На другой день в атмосфере явно что-то переменилось, и американцы поняли, что загостились. Прогуливаясь по лагерю после завтрака, журналисты заметили, что, несмотря на тропическую жару, некоторые бараки наглухо закрыты, а окна в них зашторены. На вопрос, кто там находится, охранники довольно бесцеремонно отвечали, что там прячутся те, кто боится пришельцев.
И все-таки журналисты уговорили охрану показать им один из бараков изнутри. Они увидели ряды коек – больше сотни, они нависали одна над другой в два, а то и в три яруса. На койках лежали старики чернокожие. Старая медсестра, Эдит Паркс, украдкой шепнула одному из репортеров, что хотела бы, чтобы он забрал ее из лагеря, где кроме нее живут еще ее сын, невестка и трое внучат.
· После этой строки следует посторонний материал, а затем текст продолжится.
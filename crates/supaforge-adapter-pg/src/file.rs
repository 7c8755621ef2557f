//! Discovery from a previously captured JSON document.

use anyhow::Context;
use async_trait::async_trait;
use std::path::PathBuf;
use supaforge_core::DiscoveryDocument;
use supaforge_runtime::DiscoveryProvider;
use tracing::info;

/// Reads a discovery document from disk instead of a live database.
#[derive(Debug, Clone)]
pub struct JsonFileDiscovery {
    path: PathBuf,
}

impl JsonFileDiscovery {
    pub fn new(path: impl Into<PathBuf>) -> Self {
        Self { path: path.into() }
    }
}

#[async_trait]
impl DiscoveryProvider for JsonFileDiscovery {
    async fn discover(&self, project_ref: &str) -> anyhow::Result<DiscoveryDocument> {
        let text = tokio::fs::read_to_string(&self.path)
            .await
            .with_context(|| format!("reading {}", self.path.display()))?;
        let doc: DiscoveryDocument = serde_json::from_str(&text)
            .with_context(|| format!("parsing {}", self.path.display()))?;
        info!(
            project_ref,
            path = %self.path.display(),
            tables = doc.tables.len(),
            "Loaded discovery document"
        );
        Ok(doc)
    }
}

#[cfg(test)]
mod tests {
    use super::*;
    use std::io::Write;

    #[tokio::test]
    async fn test_reads_document() {
        let mut file = tempfile::NamedTempFile::new().unwrap();
        write!(
            file,
            r#"{{"tables": [{{"schema": "public", "name": "orders",
                "columns": [{{"name": "id", "type": "bigint", "nullable": false}}],
                "primary_key": ["id"], "rls_enabled": true}}]}}"#
        )
        .unwrap();

        let doc = JsonFileDiscovery::new(file.path())
            .discover("abc")
            .await
            .unwrap();
        assert_eq!(doc.tables.len(), 1);
        assert_eq!(doc.tables[0].name, "orders");
        assert!(doc.tables[0].rls_enabled);
        assert!(doc.limitations.is_empty());
    }

    #[tokio::test]
    async fn test_missing_file_is_an_error() {
        let dir = tempfile::tempdir().unwrap();
        let err = JsonFileDiscovery::new(dir.path().join("absent.json"))
            .discover("abc")
            .await
            .unwrap_err();
        assert!(format!("{:#}", err).contains("absent.json"));
    }

    #[tokio::test]
    async fn test_malformed_file_is_an_error() {
        let mut file = tempfile::NamedTempFile::new().unwrap();
        write!(file, "{{\"tables\": 3}}").unwrap();
        let err = JsonFileDiscovery::new(file.path())
            .discover("abc")
            .await
            .unwrap_err();
        assert!(format!("{:#}", err).contains("parsing"));
    }
}
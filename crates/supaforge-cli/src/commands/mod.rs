//! Subcommand implementations.

pub mod compile;
pub mod discover;
pub mod run;
pub mod sql;
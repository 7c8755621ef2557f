//! `supaforge discover` prints the discovery document as JSON.

use crate::DatabaseArgs;
use anyhow::Context;
use supaforge_adapter_pg::PgDiscovery;
use supaforge_core::ForgeConfig;
use supaforge_runtime::DiscoveryProvider;

pub async fn run(config: &ForgeConfig, db: &DatabaseArgs, project_ref: &str) -> anyhow::Result<()> {
    let url = db
        .database_url
        .as_deref()
        .context("--database-url (or SUPAFORGE_DATABASE_URL) is required")?;
    let discovery = PgDiscovery::connect(url, config.discovery.clone())
        .await
        .context("Failed to connect to the database")?;
    let doc = discovery.discover(project_ref).await?;
    println!("{}", serde_json::to_string_pretty(&doc)?);
    Ok(())
}
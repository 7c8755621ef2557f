//! Cancellation shared between the coordinator and its caller.

use std::sync::{Arc, Mutex, MutexGuard};
use supaforge_core::ForgeError;

#[derive(Debug, Default)]
struct Control {
    cancelled: bool,
    dispatched: bool,
}

/// Cloneable handle for cancelling a running session.
///
/// Cancelling succeeds until provisioning statements are dispatched to
/// the executor; after that it is refused and the in-flight work is
/// reported, never rolled back.
#[derive(Debug, Clone, Default)]
pub struct CancelHandle {
    inner: Arc<Mutex<Control>>,
}

impl CancelHandle {
    pub fn new() -> Self {
        Self::default()
    }

    fn lock(&self) -> MutexGuard<'_, Control> {
        self.inner.lock().unwrap_or_else(|poisoned| poisoned.into_inner())
    }

    pub fn cancel(&self) -> Result<(), ForgeError> {
        let mut control = self.lock();
        if control.dispatched {
            return Err(ForgeError::CancellationRefused(
                "provisioning statements were already dispatched; the run continues to completion"
                    .to_string(),
            ));
        }
        control.cancelled = true;
        Ok(())
    }

    pub fn is_cancelled(&self) -> bool {
        self.lock().cancelled
    }

    pub fn is_dispatched(&self) -> bool {
        self.lock().dispatched
    }

    /// Clear both flags once a session has ended, so the next session on
    /// the same coordinator starts cancellable.
    pub(crate) fn reset(&self) {
        *self.lock() = Control::default();
    }

    /// Mark provisioning as dispatched unless a cancel got there first.
    /// Returns `false` when the session was cancelled.
    pub(crate) fn dispatch(&self) -> bool {
        let mut control = self.lock();
        if control.cancelled {
            return false;
        }
        control.dispatched = true;
        true
    }
}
Журналисты поспешили к Джонсу, чьи попытки представить все, в том числе и себя самого, в лучшем свете явно не удавались. Перед оператором «Эн-би-си» предстал человек с помятым лицом, налитыми кровью глазами, необычайно возбужденный. Дон Харрис из «Эн-би-си» спросил его, правду ли говорят, что вооруженные охранники поставлены для того, чтобы люди не могли сбежать из лагеря.
– Наглая ложь! – заорал Джонс.
И продолжал кричать, быстро теряя над собой контроль:
– Нас всех тут опутали ложью! Это конец! Лучше бы я умер!
Телекамера крупным планом снимала его лицо, а он тем временем изрыгал проклятия по адресу неких злобных заговорщиков.
– Хоть бы меня застрелили! – кричал он. – Теперь пресса начнет поливать нас грязью как последних убийц!
Харрис остолбенел. Казалось, он присутствует при распаде личности, причем происходило это на виду у всех, перед работающей камерой. Пользуясь моментом, он передал Джонсу записку, в которой один из колонистов просил отпустить его.
– Тебя разыгрывают, друг мой, – нашелся вдруг Джонс и с отвращением порвал записку на мелкие кусочки. – Они лгут. Но что же я могу поделать, если вокруг столько лжецов? – Но бегающий взгляд, искаженное страхом лицо – все это говорило о том, что он загнан в угол. – Кто хочет уйти от нас? Если такие есть – уходите, милости просим! – надсаживался он. – Любой может убраться отсюда, если захочет. Чем больше народу уйдет, тем проще нам будет жить: меньше ответственности. На что, черт побери, нужны эти люди?
Между тем небо нахмурилось. Налетел ветер, стал накрапывать дождь. В это время к Джонсу подошел Райан, а следом за ним – взволнованный поселенец, попросивший отпустить его вместе с детьми.
– Есть еще одна семья из шести человек, – сказал Райан. – Они тоже хотят уйти.
Всего таких набралось пятнадцать человек, и Райан опасался, что самолет, рассчитанный только на девятнадцать пассажирских мест, всех не поднимет.